In the present study, the cytotoxicity of Equisetum arvense L was explored by studying its interaction with normal (HUVEC) and human colorectal carcinoma cell lines, i.e. colorectal adenocarcinoma (HT-29), colorectal carcinoma (HCT 116), ileocecal colorectal adenocarcinoma (HCT-8 [HRT-18]), and Burkitt’s lymphoma (Ramos.2G6.4C10) by MTT assay for 48 h.

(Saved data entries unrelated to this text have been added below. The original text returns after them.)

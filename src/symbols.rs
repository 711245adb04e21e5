//! Two-level symbol table: the global scope plus at most one subroutine scope.
//!
//! While a subroutine body is compiled its local scope is active and the
//! global scope is parked in `saved`. Lookups fall back to the parked scope
//! only for callables, so a subroutine sees the subroutines declared before
//! it but none of main's variables.

use crate::hashtable::{HashTable, ShiftHash, TableError};
use crate::valtype::ValType;

/// Load factor at which a scope's table grows.
pub const MAX_LOAD_FACTOR: f32 = 0.75;

/// Slot 0 of main's frame holds the JVM argument array.
const GLOBAL_FIRST_OFFSET: usize = 1;
const LOCAL_FIRST_OFFSET: usize = 0;

/// Everything the compiler records about a declared name.
#[derive(Debug, Clone, PartialEq, Eq)]
pub struct IdProps {
  pub ty: ValType,
  /// Frame slot, meaningful only for variables and parameters.
  pub offset: usize,
  /// Parameter types in declaration order, meaningful only for callables.
  pub params: Vec<ValType>,
}

impl IdProps {
  pub fn variable(ty: ValType) -> Self {
    Self {
      ty,
      offset: 0,
      params: Vec::new(),
    }
  }

  /// A subroutine returning `return_type`; `ValType::NONE` makes it a procedure.
  pub fn callable(return_type: ValType, params: Vec<ValType>) -> Self {
    Self {
      ty: return_type.as_callable(),
      offset: 0,
      params,
    }
  }

  pub fn nparams(&self) -> usize {
    self.params.len()
  }
}

#[derive(Debug)]
struct Scope {
  names: HashTable<String, IdProps>,
  next_offset: usize,
}

impl Scope {
  fn new(first_offset: usize) -> Result<Self, TableError> {
    Ok(Self {
      names: HashTable::new(MAX_LOAD_FACTOR, ShiftHash)?,
      next_offset: first_offset,
    })
  }

  fn release(self) {
    self.names.free(drop, drop);
  }
}

#[derive(Debug)]
pub struct SymbolTable {
  active: Scope,
  saved: Option<Scope>,
}

impl SymbolTable {
  pub fn new() -> Result<Self, TableError> {
    Ok(Self {
      active: Scope::new(GLOBAL_FIRST_OFFSET)?,
      saved: None,
    })
  }

  pub fn in_subroutine(&self) -> bool {
    self.saved.is_some()
  }

  /// Declare `name` in the active scope, then make a fresh local scope active.
  pub fn open_subroutine(&mut self, name: &str, props: IdProps) -> Result<(), TableError> {
    debug_assert!(self.saved.is_none(), "subroutines do not nest");
    self.declare(name, props)?;
    let local = Scope::new(LOCAL_FIRST_OFFSET)?;
    self.saved = Some(std::mem::replace(&mut self.active, local));
    Ok(())
  }

  /// Drop the local scope and reactivate the global one. Does nothing outside a subroutine.
  pub fn close_subroutine(&mut self) {
    if let Some(outer) = self.saved.take() {
      std::mem::replace(&mut self.active, outer).release();
    }
  }

  /// Declare `name` in the active scope and return the frame offset it was given.
  /// Only a name already in the active scope counts as a duplicate.
  pub fn declare(&mut self, name: &str, mut props: IdProps) -> Result<usize, TableError> {
    let offset = self.active.next_offset;
    let occupies_slot = props.ty.is_variable();
    props.offset = offset;
    self.active.names.insert(name.to_string(), props)?;
    if occupies_slot {
      self.active.next_offset += 1;
    }
    Ok(offset)
  }

  pub fn resolve(&self, name: &str) -> Option<&IdProps> {
    self.active.names.search(name).or_else(|| {
      self
        .saved
        .as_ref()
        .and_then(|outer| outer.names.search(name))
        .filter(|props| props.ty.is_callable())
    })
  }

  /// Number of frame slots used so far by the active scope.
  pub fn frame_width(&self) -> usize {
    self.active.next_offset
  }

  /// Release every remaining scope.
  pub fn teardown(self) {
    self.active.release();
    if let Some(outer) = self.saved {
      outer.release();
    }
  }

  /// Bucket-by-bucket listing of the active scope.
  pub fn dump(&self) -> String {
    self.active.names.dump(|name, props| {
      if props.ty.is_callable() {
        format!("{name}@_[{}]", props.ty)
      } else {
        format!("{name}@{}[{}]", props.offset, props.ty)
      }
    })
  }
}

The interactions expressed as cell viability (%) were observed at different Equisetum arvense L concentrations (0–1000 μg/ml) with the five cell lines which are shown in detail in Figures 1 and 2. In all the cases, the % cell viability decreased with increasing Equisetum arvense L sample concentrations.

Figure 1

Anti-colorectal carcinoma properties of Equisetum arvense L against HT-29 (A), HCT 116 (B), HCT-8 [HRT-18] (C), and Ramos.2G6.4C10 (D) cell lines
Figure 2

Cytotoxicity effects of Equisetum arvense L against normal (HUVEC) cell line

The IC50 values of Equisetum arvense L against Ramos.2G6.4C10, HCT-8 [HRT-18], HCT 116, and HT-29 were 439, 584, 341, and 337 µg/ml, respectively (Table II).

Table II

IC50 of Equisetum arvense L in the anti-colorectal carcinoma test

IC50Equisetum arvense L [µg/ml]
HT-29337 ±0a
HCT 116341 ±0a
HCT-8 [HRT-18]584 ±0c
Ramos.2G6.4C10439 ±0b

a,b,c Means with different letters are significantly different in the results.

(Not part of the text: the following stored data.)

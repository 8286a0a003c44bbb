use super::extract::{IdentityEntry, IdentityMap};

/// Fixed dataset substituted whenever extraction yields fewer than three
/// entries, so the visualizations always have points to plot.
const SYNTHETIC_ROWS: [(&str, f64, &str, &str, &str); 8] = [
    (
        "Technical Skills",
        9.0,
        "Tech Lead",
        "Technology drives innovation",
        "Analytical approach",
    ),
    (
        "Leadership",
        8.0,
        "Team Leader",
        "Empowering others",
        "Collaborative leadership",
    ),
    (
        "Creativity",
        7.0,
        "Innovation Driver",
        "Creative solutions matter",
        "Design thinking",
    ),
    (
        "Communication",
        6.0,
        "Communicator",
        "Clear communication is key",
        "Direct and open",
    ),
    (
        "Problem Solving",
        9.0,
        "Solution Architect",
        "Every problem has a solution",
        "Systematic approach",
    ),
    (
        "Adaptability",
        7.0,
        "Change Agent",
        "Flexibility is strength",
        "Agile mindset",
    ),
    (
        "Emotional Intelligence",
        8.0,
        "People Person",
        "Emotions matter",
        "Empathetic approach",
    ),
    (
        "Strategic Thinking",
        9.0,
        "Strategist",
        "Long-term vision",
        "Big picture focus",
    ),
];

pub fn synthetic_dataset() -> IdentityMap {
    let mut map = IdentityMap::default();
    for (label, strength, title, beliefs, style) in SYNTHETIC_ROWS {
        map.insert(IdentityEntry {
            label: label.to_owned(),
            strength,
            title: title.to_owned(),
            beliefs: beliefs.to_owned(),
            style: style.to_owned(),
        });
    }
    map
}
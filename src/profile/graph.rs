use serde::Serialize;
use serde_json::Value;

use super::extract::{IdentityMap, extract};

const ROOT_ID: &str = "root";
const ROOT_NAME: &str = "Self";
const ROOT_VALUE: f64 = 10.0;

#[derive(Clone, Copy, Debug, PartialEq, Eq, Serialize)]
#[serde(rename_all = "lowercase")]
pub enum NodeGroup {
    Root,
    Category,
}

#[derive(Clone, Debug, Serialize)]
pub struct GraphNode {
    pub id: String,
    pub name: String,
    pub group: NodeGroup,
    pub value: f64,
}

#[derive(Clone, Debug, Serialize)]
pub struct GraphLink {
    pub source: String,
    pub target: String,
    pub value: f64,
}

#[derive(Clone, Debug, Default, Serialize)]
pub struct GraphData {
    pub nodes: Vec<GraphNode>,
    pub links: Vec<GraphLink>,
}

/// Star-shaped node/link structure rooted at a synthetic "Self" node,
/// subject to the extractor's fallback policy.
pub fn to_graph(document: &Value) -> GraphData {
    graph_from_identity(&extract(document))
}

pub fn graph_from_identity(identity: &IdentityMap) -> GraphData {
    let mut nodes = Vec::with_capacity(identity.len() + 1);
    let mut links = Vec::with_capacity(identity.len());

    nodes.push(GraphNode {
        id: ROOT_ID.to_owned(),
        name: ROOT_NAME.to_owned(),
        group: NodeGroup::Root,
        value: ROOT_VALUE,
    });

    for entry in identity.iter() {
        let node_id = format!("node_{}", entry.label);
        nodes.push(GraphNode {
            id: node_id.clone(),
            name: entry.label.clone(),
            group: NodeGroup::Category,
            value: entry.strength,
        });
        links.push(GraphLink {
            source: ROOT_ID.to_owned(),
            target: node_id,
            value: entry.strength / 10.0,
        });
    }

    GraphData { nodes, links }
}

The best cytotoxicity results and anti-human colorectal carcinoma potentials of our Equisetum arvense L were observed in the case of the HT 29 cell line (Table I).

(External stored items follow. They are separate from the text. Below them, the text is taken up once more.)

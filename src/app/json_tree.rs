use eframe::egui::{self, RichText, Ui};
use serde_json::{Map, Value};

/// Collapsible tree rendering of one profile document. Objects become
/// collapsing headers, scalar-only arrays render inline, and everything
/// else falls back to `key: value` rows.
pub(super) fn show_document(ui: &mut Ui, document: &Value) {
    match document {
        Value::Object(fields) => show_fields(ui, fields, 0),
        other => {
            ui.monospace(scalar_text(other));
        }
    }
}

fn show_fields(ui: &mut Ui, fields: &Map<String, Value>, depth: usize) {
    for (key, value) in fields {
        show_entry(ui, key, value, depth);
    }
}

fn show_entry(ui: &mut Ui, key: &str, value: &Value, depth: usize) {
    match value {
        Value::Object(fields) => {
            egui::CollapsingHeader::new(RichText::new(key).strong())
                .id_salt((depth, key))
                .default_open(depth == 0)
                .show(ui, |ui| show_fields(ui, fields, depth + 1));
        }
        Value::Array(items) if items.iter().all(is_scalar) => {
            let joined = items.iter().map(scalar_text).collect::<Vec<_>>().join(", ");
            ui.horizontal_wrapped(|ui| {
                ui.label(RichText::new(format!("{key}:")).strong());
                ui.monospace(format!("[{joined}]"));
            });
        }
        Value::Array(items) => {
            let header = format!("{key} ({} items)", items.len());
            egui::CollapsingHeader::new(RichText::new(header).strong())
                .id_salt((depth, key, "array"))
                .show(ui, |ui| {
                    for (index, item) in items.iter().enumerate() {
                        show_entry(ui, &index.to_string(), item, depth + 1);
                    }
                });
        }
        scalar => {
            ui.horizontal_wrapped(|ui| {
                ui.label(RichText::new(format!("{key}:")).strong());
                ui.monospace(scalar_text(scalar));
            });
        }
    }
}

fn is_scalar(value: &Value) -> bool {
    !value.is_object() && !value.is_array()
}

fn scalar_text(value: &Value) -> String {
    match value {
        Value::String(text) => text.clone(),
        other => other.to_string(),
    }
}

Oxidation from reactive oxygen species can cause cell membrane disintegration, damage to membrane proteins, and DNA mutation, the result of which is the onset or exacerbation of many diseases such as cancer, liver damage, and cardiovascular disease. Although the body has a defense system, constant exposure to chemicals and contaminants can lead to an increase in the number of free radicals outside the body’s defense capacity and irreversible oxidative damage [1416]. Therefore, antioxidants with the property of removing free radicals play an important role in the prevention or treatment of oxidation-related diseases or free radicals. Extensive molecular cell research on cancer cells has developed a targeted approach to the biochemical prevention of cancers whose goal is to stop or return cells to their pre-cancerous state without any toxic doses through nutrients and drugs. Numerous studies have been performed on the use of natural compounds as anti-cancer agents in relation to appropriate antioxidant activity [1418]. It seems that the high anti-human colon carcinoma properties of Equisetum arvense L aqueous extract are related to its antioxidant activities.

In conclusion, Equisetum arvense L extract was found to be rich in phenolic compounds and a potent herbal product to scavenge free radicals of DPPH. The Equisetum arvense seed was also assessed in biological applications such as radical scavenging and anticancer activities. The Equisetum arvense seed exhibited good antioxidant properties, even better than the reference standard molecule. The oncological part of the recent study revealed significant cytotoxicity and anti-human colorectal carcinoma properties of Equisetum arvense L against common human colorectal carcinoma cell lines, i.e., colorectal adenocarcinoma (HT-29), colorectal carcinoma (HCT 116), ileocecal colorectal adenocarcinoma (HCT-8 [HRT-18]), and Burkitt’s lymphoma (Ramos.2G6.4C10) in in vitro conditions. The IC50 values of Equisetum arvense L against Ramos.2G6.4C10, HCT-8 [HRT-18], HCT 116, and HT-29 were 439, 584, 341, and 337 µg/ml, respectively. Possibly the anti-human colorectal carcinoma properties of Equisetum arvense L are related to its antioxidant effects.